The well-documented legal skirmishes with Warner Bros. over Wizard
People left Neely a little tired of
discussing the project, but he agreed to talk with Paste about his inspiration for the
parody, and his take on the need for effective cultural satire. Neely says that Wizard
People isn’t an ode to the Harry
Potter books or mythos (though he enjoys
the movies). Rather, it’s a commentary on our obsession with what Joseph Campbell
called the Hero’s Journey. “Here’s another one of those stories we keep telling
ourselves," Neely says. "I felt like it would be really fun to satirize our love and
acceptance of them by playing a character who loved it a whole lot more than he
should.”
For Neely, Harry Potter
is another retelling of the rags-to-riches fantasy, given biblical flavor by
virtue of Harry’s demigodlike power. “It’s like if Pip in Great
Expectations found out that he was the
second coming of Christ," Neely elaborates. "Surprise, Pip, it’s you! Here’s a lot of money, and you
can save everyone. It jumps right
over ‘You’re going to be OK, you’re going to have a job’ to ‘You’re going to
decide whether people live or die.’ That’s hilarious, and that’s everywhere.”
Wizard People’s iconic
moment, Neely’s description of the “destroyer of worlds” bellowing “I am Harry
fucking Potter,” is funny for
reasons that run deeper than the ironic profanity. The movie’s (and thus, the
book’s) tropes and clichés are so obvious, so omnipresent that we have to laugh
when the not-so-subtle subtext is exaggerated and blown up in our faces. It’s
the bedrock mythology of America, a fable that needs far more consideration
than it’s given. That’s Neely’s hope anyway, that we "can be aware of it while
being entertained by it. The fear is that people might just be laughing at the
'fuck' words. The irreverence, or the weirdness of the project. You hope that people
are like, ‘OK, you got me!’”
At issue is the need to recognize where the dividing line
lies between fantasy and reality, a distinction increasingly blurred by an
entertainment-saturated society. “Nothing, no art, is a good comparison to life," Neely says.

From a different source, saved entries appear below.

#[cfg(test)]
mod tests {
    use super::*;
    use crate::alerts::AlertDispatcher;
    use crate::config::AlertsConfig;
    use crate::storage::memory::MemoryBackend;
    use crate::storage::schema::NewHost;
    use chrono::{Duration as ChronoDuration, Utc};
    use pretty_assertions::assert_eq;
    use wiremock::matchers::{header, method, path};
    use wiremock::{Mock, MockServer, ResponseTemplate};

    struct Fixture {
        backend: Arc<MemoryBackend>,
        notifier: AlertNotifier,
    }

    fn fixture() -> Fixture {
        let backend = Arc::new(MemoryBackend::new());
        let notifier = AlertNotifier::new(
            backend.clone(),
            backend.clone(),
            AlertDispatcher::default(),
            &AlertsConfig::default(),
        );
        Fixture { backend, notifier }
    }

    fn actor(f: &Fixture, config: &MetricsConfig) -> PollerActor {
        let (_tx, rx) = mpsc::channel(1);
        PollerActor::new(
            f.backend.clone(),
            f.backend.clone(),
            f.notifier.clone(),
            config,
            rx,
            CancellationToken::new(),
        )
    }

    async fn add_host(backend: &MemoryBackend, ip: &str, port: u16) -> Host {
        HostRepository::create(
            backend,
            NewHost {
                hostname: format!("{ip}:{port}"),
                ip_address: ip.to_string(),
                agent_port: port,
                priority: 0,
            },
        )
        .await
        .unwrap()
    }

    async fn add_mock_host(backend: &MemoryBackend, mock_server: &MockServer) -> Host {
        let mock_url = url::Url::parse(&mock_server.uri()).unwrap();
        add_host(
            backend,
            mock_url.host_str().unwrap(),
            mock_url.port().unwrap(),
        )
        .await
    }

    async fn status_of(backend: &MemoryBackend, host: &Host) -> HostStatus {
        HostRepository::get_by_id(backend, host.id)
            .await
            .unwrap()
            .unwrap()
            .status
    }

    fn closed_port() -> u16 {
        let listener = std::net::TcpListener::bind("127.0.0.1:0").unwrap();
        listener.local_addr().unwrap().port()
    }

    #[tokio::test]
    async fn test_successful_poll_persists_present_sections() {
        let mock_server = MockServer::start().await;
        Mock::given(method("GET"))
            .and(path("/metrics"))
            .respond_with(ResponseTemplate::new(200).set_body_json(serde_json::json!({
                "system": {
                    "cpu": { "usage_percent": 12.5 },
                    "ram": { "total": 100, "used": 50, "free": 50, "usage_percent": 50.0 },
                    "disk": { "total": 100, "used": 10, "free": 90, "usage_percent": 10.0 }
                },
                "processes": [
                    { "pid": 1, "name": "nginx", "cpu_percent": 1.0, "memory_mb": 20.0 }
                ]
            })))
            .mount(&mock_server)
            .await;

        let f = fixture();
        let host = add_mock_host(&f.backend, &mock_server).await;

        let summary = actor(&f, &MetricsConfig::default()).poll_all().await;

        assert_eq!(
            summary,
            TickSummary {
                polled: 1,
                succeeded: 1,
                failed: 0
            }
        );
        assert_eq!(status_of(&f.backend, &host).await, HostStatus::Active);

        let from = Utc::now() - ChronoDuration::minutes(1);
        let to = Utc::now() + ChronoDuration::minutes(1);
        let system = f.backend.get_system_metrics_in_range(host.id, from, to).await.unwrap();
        assert_eq!(system.len(), 1);
        assert_eq!(system[0].host_id, host.id);
        let processes = f.backend.get_process_metrics_in_range(host.id, from, to).await.unwrap();
        assert_eq!(processes.len(), 1);
        assert!(
            f.backend
                .get_network_metrics_in_range(host.id, from, to)
                .await
                .unwrap()
                .is_empty()
        );

        assert_eq!(f.notifier.counters().successes, 1);
    }

    #[tokio::test]
    async fn test_non_success_marks_unstable() {
        let mock_server = MockServer::start().await;
        Mock::given(method("GET"))
            .and(path("/metrics"))
            .respond_with(ResponseTemplate::new(503))
            .mount(&mock_server)
            .await;

        let f = fixture();
        let host = add_mock_host(&f.backend, &mock_server).await;

        let summary = actor(&f, &MetricsConfig::default()).poll_all().await;

        assert_eq!(summary.failed, 1);
        assert_eq!(status_of(&f.backend, &host).await, HostStatus::Unstable);
        assert_eq!(f.notifier.counters().failures, 1);
    }

    #[tokio::test]
    async fn test_decode_failure_keeps_status() {
        let mock_server = MockServer::start().await;
        Mock::given(method("GET"))
            .and(path("/metrics"))
            .respond_with(ResponseTemplate::new(200).set_body_string("not valid json"))
            .mount(&mock_server)
            .await;

        let f = fixture();
        let host = add_mock_host(&f.backend, &mock_server).await;
        f.backend.update_status(host.id, HostStatus::Active).await.unwrap();

        let summary = actor(&f, &MetricsConfig::default()).poll_all().await;

        assert_eq!(summary.failed, 1);
        assert_eq!(status_of(&f.backend, &host).await, HostStatus::Active);
        assert_eq!(f.notifier.counters().failures, 1);
    }

    #[tokio::test]
    async fn test_unreachable_agent_marks_down() {
        let f = fixture();
        let host = add_host(&f.backend, "127.0.0.1", closed_port()).await;

        let summary = actor(&f, &MetricsConfig::default()).poll_all().await;

        assert_eq!(summary.failed, 1);
        assert_eq!(status_of(&f.backend, &host).await, HostStatus::Down);
    }

    #[tokio::test]
    async fn test_unbuildable_request_marks_error() {
        let f = fixture();
        let host = add_host(&f.backend, "not a host", 80).await;

        actor(&f, &MetricsConfig::default()).poll_all().await;

        assert_eq!(status_of(&f.backend, &host).await, HostStatus::Error);
    }

    #[tokio::test]
    async fn test_tick_counts_mixed_outcomes() {
        let healthy = MockServer::start().await;
        Mock::given(method("GET"))
            .and(path("/metrics"))
            .respond_with(ResponseTemplate::new(200).set_body_json(serde_json::json!({})))
            .mount(&healthy)
            .await;

        let f = fixture();
        for _ in 0..3 {
            add_mock_host(&f.backend, &healthy).await;
        }
        add_host(&f.backend, "127.0.0.1", closed_port()).await;
        add_host(&f.backend, "127.0.0.1", closed_port()).await;

        let config = MetricsConfig {
            max_concurrent_polls: 2,
            ..Default::default()
        };
        let summary = actor(&f, &config).poll_all().await;

        assert_eq!(
            summary,
            TickSummary {
                polled: 5,
                succeeded: 3,
                failed: 2
            }
        );
        let counters = f.notifier.counters();
        assert_eq!((counters.successes, counters.failures), (3, 2));
    }

    #[tokio::test]
    async fn test_secret_header_is_sent() {
        let mock_server = MockServer::start().await;
        Mock::given(method("GET"))
            .and(path("/metrics"))
            .and(header(util::SECRET_HEADER, "s3cret"))
            .respond_with(ResponseTemplate::new(200).set_body_json(serde_json::json!({})))
            .expect(1)
            .mount(&mock_server)
            .await;

        let f = fixture();
        add_mock_host(&f.backend, &mock_server).await;

        let config = MetricsConfig {
            agent_secret: Some("s3cret".to_string()),
            ..Default::default()
        };
        let summary = actor(&f, &config).poll_all().await;
        assert_eq!(summary.succeeded, 1);
    }

    #[tokio::test]
    async fn test_handle_poll_now_and_cancel() {
        let f = fixture();
        let cancel = CancellationToken::new();
        let config = MetricsConfig {
            poll_interval_secs: 3600,
            ..Default::default()
        };

        let handle = PollerHandle::spawn(
            f.backend.clone(),
            f.backend.clone(),
            f.notifier.clone(),
            &config,
            cancel.clone(),
        );

        assert_eq!(handle.poll_now().await.unwrap(), TickSummary::default());

        cancel.cancel();
        tokio::time::sleep(Duration::from_millis(50)).await;
        assert!(handle.poll_now().await.is_err());
    }
}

"Life is so huge that art, even good art, is a stupid little shadow-puppet show.
If you think that 2001 is on the same
level as 1941, then it’s all silly business and everything’s up for grabs.
“Deconstruction, that’s my favorite process, tearing things
apart. There’s nothing more fearful than erroneously sound architecture. It’s
very dangerous, because that shit can crash down on top of you.”
And like any good post-modernist, Neely knows when to turn
his critical eye inward. “After we’ve talked all this big talk, I want people
to remember I am just making a bunch of yuk-yuks and dick jokes and stuff," he says. "I’m
definitely part of the plane I’m trying to shoot down.”